Example 1: If the random experiment is to flip a fair coin twice, the
sample space is
𝑆 = {𝐻𝐻, 𝐻𝑇, 𝑇𝐻, 𝑇𝑇}.
Define a random variable X = number of heads that occur when I
flip a fair coin twice. This is an example of a discrete random
variable.
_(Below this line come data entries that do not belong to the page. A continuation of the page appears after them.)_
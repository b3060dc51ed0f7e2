mod agents;
mod apt;
mod cli;
mod error;
mod flatpak;
mod workflow;

use clap::Parser;
use cli::Cli;
use colored::Colorize;
use std::process;
use workflow::{RunOptions, RunStatus};

fn main() {
    let cli = Cli::parse();
    let options = RunOptions {
        dry_run: cli.dry_run,
        verbose: cli.verbose,
    };

    if cli.check_only {
        // Check-only never applies anything and always exits cleanly.
        if let Err(e) = workflow::execute_check(&options) {
            eprintln!("{} {}", "Error:".red().bold(), e);
        }
        return;
    }

    match workflow::execute_run(&options) {
        Ok(RunStatus::Success) => {}
        Ok(RunStatus::CompletedWithErrors) => process::exit(1),
        Err(e) => {
            eprintln!("{} {}", "Error:".red().bold(), e);
            eprintln!("{}", "Run aborted, remaining phases skipped".red());
            process::exit(1);
        }
    }
}
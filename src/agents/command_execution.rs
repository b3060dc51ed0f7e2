use colored::Colorize;
use std::process::Command;

/// Outcome of one external command invocation.
///
/// Launch failures and non-zero exits share this shape: `success` is false
/// and `stdout` carries whatever diagnostic text is available.
#[derive(Debug, Clone)]
pub struct CommandOutput {
    pub success: bool,
    pub stdout: String,
}

impl CommandOutput {
    pub fn failure(detail: impl Into<String>) -> Self {
        Self {
            success: false,
            stdout: detail.into(),
        }
    }
}

/// Seam between the orchestrator and the host's package tooling.
pub trait CommandRunner {
    /// Run an argument vector as a child process and capture its output.
    fn run(&self, argv: &[&str]) -> CommandOutput;

    /// Probe whether a tool is installed on this host.
    fn tool_available(&self, tool: &str) -> bool;
}

/// CommandExecutionAgent runs package-manager commands on the live system
pub struct CommandExecutionAgent {
    verbose: bool,
}

impl CommandExecutionAgent {
    pub fn new(verbose: bool) -> Self {
        Self { verbose }
    }
}

impl CommandRunner for CommandExecutionAgent {
    fn run(&self, argv: &[&str]) -> CommandOutput {
        if self.verbose {
            println!("{} {}", "Running:".dimmed(), argv.join(" "));
        }

        let Some((program, args)) = argv.split_first() else {
            return CommandOutput::failure("empty command");
        };

        match Command::new(program).args(args).output() {
            Ok(output) => {
                if !output.status.success() && self.verbose {
                    eprintln!(
                        "{} {}",
                        "Command failed:".red(),
                        String::from_utf8_lossy(&output.stderr).trim()
                    );
                }

                CommandOutput {
                    success: output.status.success(),
                    stdout: String::from_utf8_lossy(&output.stdout).into_owned(),
                }
            }
            Err(e) => {
                if self.verbose {
                    eprintln!("{} {}", "Error running command:".red(), e);
                }
                CommandOutput::failure(e.to_string())
            }
        }
    }

    fn tool_available(&self, tool: &str) -> bool {
        self.run(&["which", tool]).success
    }
}

#[cfg(test)]
mod tests {
    use super::*;
    use std::fs;
    use std::os::unix::fs::PermissionsExt;
    use tempfile::tempdir;

    fn quiet_agent() -> CommandExecutionAgent {
        CommandExecutionAgent::new(false)
    }

    #[test]
    fn captures_stdout_on_success() {
        let result = quiet_agent().run(&["sh", "-c", "printf 'hello'"]);
        assert!(result.success);
        assert_eq!(result.stdout, "hello");
    }

    #[test]
    fn nonzero_exit_reports_failure() {
        let result = quiet_agent().run(&["sh", "-c", "printf 'partial'; exit 3"]);
        assert!(!result.success);
        assert_eq!(result.stdout, "partial");
    }

    #[test]
    fn missing_binary_substitutes_diagnostic() {
        let result = quiet_agent().run(&["debsweep-no-such-binary-a6f1"]);
        assert!(!result.success);
        assert!(!result.stdout.is_empty());
    }

    #[test]
    fn empty_argv_reports_failure() {
        let result = quiet_agent().run(&[]);
        assert!(!result.success);
    }

    #[test]
    fn runs_executables_by_path() {
        let dir = tempdir().unwrap();
        let script = dir.path().join("fake-tool.sh");
        fs::write(&script, "#!/bin/sh\necho from-script\n").unwrap();
        fs::set_permissions(&script, fs::Permissions::from_mode(0o755)).unwrap();

        let path = script.to_string_lossy().into_owned();
        let result = quiet_agent().run(&[&path]);
        assert!(result.success);
        assert_eq!(result.stdout.trim(), "from-script");
    }

    #[test]
    fn probe_reports_missing_tool() {
        assert!(!quiet_agent().tool_available("debsweep-no-such-tool-a6f1"));
    }
}
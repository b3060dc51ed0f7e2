pub mod updates_listing;

pub use updates_listing::{FlatpakUpdate, parse_updates_listing};

/// Tool probed for before any Flatpak phase runs.
pub const TOOL: &str = "flatpak";

// Canonical argument vectors for the Flatpak channel.
pub const LIST_UPDATES: &[&str] = &["flatpak", "remote-ls", "--updates"];
pub const UPDATE: &[&str] = &["flatpak", "update", "-y"];
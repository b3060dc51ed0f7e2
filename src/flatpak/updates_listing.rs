/// A Flatpak ref with an update available on its remote.
#[derive(Debug, Clone, PartialEq, Eq)]
pub struct FlatpakUpdate {
    pub name: String,
    pub arch: String,
    pub branch: String,
}

/// Parse `flatpak remote-ls --updates` output, one tab-separated ref per line.
///
/// Lines with fewer than three columns are skipped.
pub fn parse_updates_listing(output: &str) -> Vec<FlatpakUpdate> {
    output
        .lines()
        .filter(|line| !line.is_empty())
        .filter_map(|line| {
            let columns: Vec<&str> = line.split('\t').collect();
            if columns.len() < 3 {
                return None;
            }
            Some(FlatpakUpdate {
                name: columns[0].to_string(),
                arch: columns[1].to_string(),
                branch: columns[2].to_string(),
            })
        })
        .collect()
}

#[cfg(test)]
mod tests {
    use super::*;

    #[test]
    fn parses_tab_separated_columns() {
        let output = "org.gimp.GIMP\tx86_64\tstable\norg.inkscape.Inkscape\tx86_64\tstable\n";
        let updates = parse_updates_listing(output);

        assert_eq!(updates.len(), 2);
        assert_eq!(
            updates[0],
            FlatpakUpdate {
                name: "org.gimp.GIMP".to_string(),
                arch: "x86_64".to_string(),
                branch: "stable".to_string(),
            }
        );
    }

    #[test]
    fn skips_short_and_empty_lines() {
        let output = "\norg.gimp.GIMP\tx86_64\n";
        assert!(parse_updates_listing(output).is_empty());
    }

    #[test]
    fn extra_columns_are_tolerated() {
        let output = "org.gimp.GIMP\tx86_64\tstable\t2.10.36\n";
        let updates = parse_updates_listing(output);
        assert_eq!(updates[0].branch, "stable");
    }
}
/// Header apt prints before the list of autoremovable packages.
pub const REMOVAL_HEADER: &str = "The following packages will be REMOVED:";

/// A package the autoremove simulation marked as no longer needed.
#[derive(Debug, Clone, PartialEq, Eq)]
pub struct RemovalCandidate {
    pub name: String,
}

/// Outcome of parsing an `apt autoremove --dry-run` report.
#[derive(Debug, Clone, PartialEq, Eq)]
pub enum RemovalReport {
    Parsed(Vec<RemovalCandidate>),
    HeaderNotFound,
}

impl RemovalReport {
    pub fn candidates(&self) -> &[RemovalCandidate] {
        match self {
            RemovalReport::Parsed(candidates) => candidates,
            RemovalReport::HeaderNotFound => &[],
        }
    }
}

/// Collect the package names listed under the REMOVED header.
///
/// Names follow the header on lines indented by at least three spaces, several
/// per line once apt starts wrapping. Collection stops at the first non-empty
/// line without that indentation. Duplicates keep their first occurrence.
pub fn parse_removal_report(output: &str) -> RemovalReport {
    let mut in_package_list = false;
    let mut names: Vec<String> = Vec::new();

    for line in output.lines() {
        if line.contains(REMOVAL_HEADER) {
            in_package_list = true;
            continue;
        }
        if !in_package_list || line.trim().is_empty() {
            continue;
        }
        if !line.starts_with("   ") {
            break;
        }

        for name in line.split_whitespace() {
            if !names.iter().any(|known| known == name) {
                names.push(name.to_string());
            }
        }
    }

    if !in_package_list {
        return RemovalReport::HeaderNotFound;
    }

    RemovalReport::Parsed(
        names
            .into_iter()
            .map(|name| RemovalCandidate { name })
            .collect(),
    )
}
pub mod autoremove_report;
pub mod upgrade_listing;

pub use autoremove_report::{RemovalCandidate, RemovalReport, parse_removal_report};
pub use upgrade_listing::{UpgradeCandidate, UpgradeListing, parse_upgrade_listing};

// Canonical argument vectors for the APT commands debsweep drives.
pub const REFRESH: &[&str] = &["sudo", "apt", "update"];
pub const LIST_UPGRADABLE: &[&str] = &["apt", "list", "--upgradable"];
pub const UPGRADE: &[&str] = &["sudo", "apt", "upgrade", "-y"];
pub const AUTOREMOVE_DRY_RUN: &[&str] = &["apt", "autoremove", "--dry-run"];
pub const AUTOREMOVE: &[&str] = &["sudo", "apt", "autoremove", "-y"];
pub const AUTOCLEAN: &[&str] = &["sudo", "apt", "autoclean"];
Then 𝑋(𝐻𝐻) = 2, 𝑋(𝐻𝑇) = 1, 𝑋(𝑇𝐻) = 1, and 𝑋(𝑇𝑇) =
0.
Note: We will discuss continuous random variables in Chapter 5.
In Chapter 4, we discuss discrete distributions, including certain
useful families of discrete distributions.
Defn: The probability distribution of a discrete random variable X
is a set of ordered pairs of numbers. In each pair, the first number is
a possible value, x, of X, and the second number is the probability
that the observed value of X will be x when we perform the random
experiment. We can represent the distribution either as a function or
(if the number of possible values of X is relatively small) as a table.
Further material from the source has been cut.